Your objective: A line below contains "(one per component)", and a later one contains "of a branch.". Repeat both, with every line between them, exactly.

Extracted entries:

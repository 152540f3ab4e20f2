//! Netlist model: components plus topology counts.

use tracing::debug;

use super::types::{BranchId, VarIndex};
use super::validate::validate_circuit;
use crate::components::Component;
use crate::error::Result;
use crate::netlist::NetlistAst;

/// A complete netlist ready for tableau assembly.
///
/// A `Circuit` is never edited after construction; loading a new netlist
/// builds a new one.
#[derive(Debug, Clone, PartialEq)]
pub struct Circuit {
    /// All components, indexed by branch
    pub components: Vec<Component>,

    /// Highest node index referenced (ground excluded from the count)
    pub num_nodes: usize,

    /// Number of branches (one per component)
    pub num_branches: usize,
}

impl Circuit {
    /// Build a circuit from a parsed AST.
    pub fn from_ast(ast: NetlistAst) -> Result<Self> {
        let components = ast
            .components
            .iter()
            .enumerate()
            .map(|(idx, def)| Component::from_def(BranchId(idx), def))
            .collect::<Result<Vec<_>>>()?;

        Self::from_components(components)
    }

    /// Build a circuit from components already placed in branch order.
    pub fn from_components(components: Vec<Component>) -> Result<Self> {
        let num_nodes = components
            .iter()
            .map(|c| c.max_node().0)
            .max()
            .unwrap_or(0);
        let num_branches = components.len();

        let circuit = Circuit {
            components,
            num_nodes,
            num_branches,
        };
        validate_circuit(&circuit)?;

        debug!(
            nodes = circuit.num_nodes,
            branches = circuit.num_branches,
            size = circuit.matrix_size(),
            "built circuit"
        );

        Ok(circuit)
    }

    /// Get the dimension of the tableau: N node voltages, B branch voltages,
    /// B branch currents.
    ///
    /// Construction rejects circuits whose size does not fit, see
    /// [`Circuit::checked_matrix_size`].
    pub fn matrix_size(&self) -> usize {
        self.num_nodes + 2 * self.num_branches
    }

    /// Tableau dimension, or `None` if it overflows `usize`.
    pub fn checked_matrix_size(&self) -> Option<usize> {
        self.num_branches
            .checked_mul(2)
            .and_then(|b| b.checked_add(self.num_nodes))
    }

    /// Get the solution index for a branch voltage. Also the KVL row of the
    /// branch.
    pub fn branch_voltage_index(&self, branch: BranchId) -> usize {
        VarIndex::branch_voltage_offset(self.num_nodes) + branch.0
    }

    /// Get the solution index for a branch current.
    pub fn branch_current_index(&self, branch: BranchId) -> usize {
        VarIndex::branch_current_offset(self.num_nodes, self.num_branches) + branch.0
    }

    /// Get the constitutive row of a branch.
    pub fn constitutive_row(&self, branch: BranchId) -> usize {
        VarIndex::branch_current_offset(self.num_nodes, self.num_branches) + branch.0
    }
}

Output for this task:
    /// Number of branches (one per component)
    pub num_branches: usize,
}

impl Circuit {
    /// Build a circuit from a parsed AST.
    pub fn from_ast(ast: NetlistAst) -> Result<Self> {
        let components = ast
            .components
            .iter()
            .enumerate()
            .map(|(idx, def)| Component::from_def(BranchId(idx), def))
            .collect::<Result<Vec<_>>>()?;

        Self::from_components(components)
    }

    /// Build a circuit from components already placed in branch order.
    pub fn from_components(components: Vec<Component>) -> Result<Self> {
        let num_nodes = components
            .iter()
            .map(|c| c.max_node().0)
            .max()
            .unwrap_or(0);
        let num_branches = components.len();

        let circuit = Circuit {
            components,
            num_nodes,
            num_branches,
        };
        validate_circuit(&circuit)?;

        debug!(
            nodes = circuit.num_nodes,
            branches = circuit.num_branches,
            size = circuit.matrix_size(),
            "built circuit"
        );

        Ok(circuit)
    }

    /// Get the dimension of the tableau: N node voltages, B branch voltages,
    /// B branch currents.
    ///
    /// Construction rejects circuits whose size does not fit, see
    /// [`Circuit::checked_matrix_size`].
    pub fn matrix_size(&self) -> usize {
        self.num_nodes + 2 * self.num_branches
    }

    /// Tableau dimension, or `None` if it overflows `usize`.
    pub fn checked_matrix_size(&self) -> Option<usize> {
        self.num_branches
            .checked_mul(2)
            .and_then(|b| b.checked_add(self.num_nodes))
    }

    /// Get the solution index for a branch voltage. Also the KVL row of the
    /// branch.
    pub fn branch_voltage_index(&self, branch: BranchId) -> usize {
        VarIndex::branch_voltage_offset(self.num_nodes) + branch.0
    }

    /// Get the solution index for a branch current.
    pub fn branch_current_index(&self, branch: BranchId) -> usize {
        VarIndex::branch_current_offset(self.num_nodes, self.num_branches) + branch.0
    }

    /// Get the constitutive row of a branch.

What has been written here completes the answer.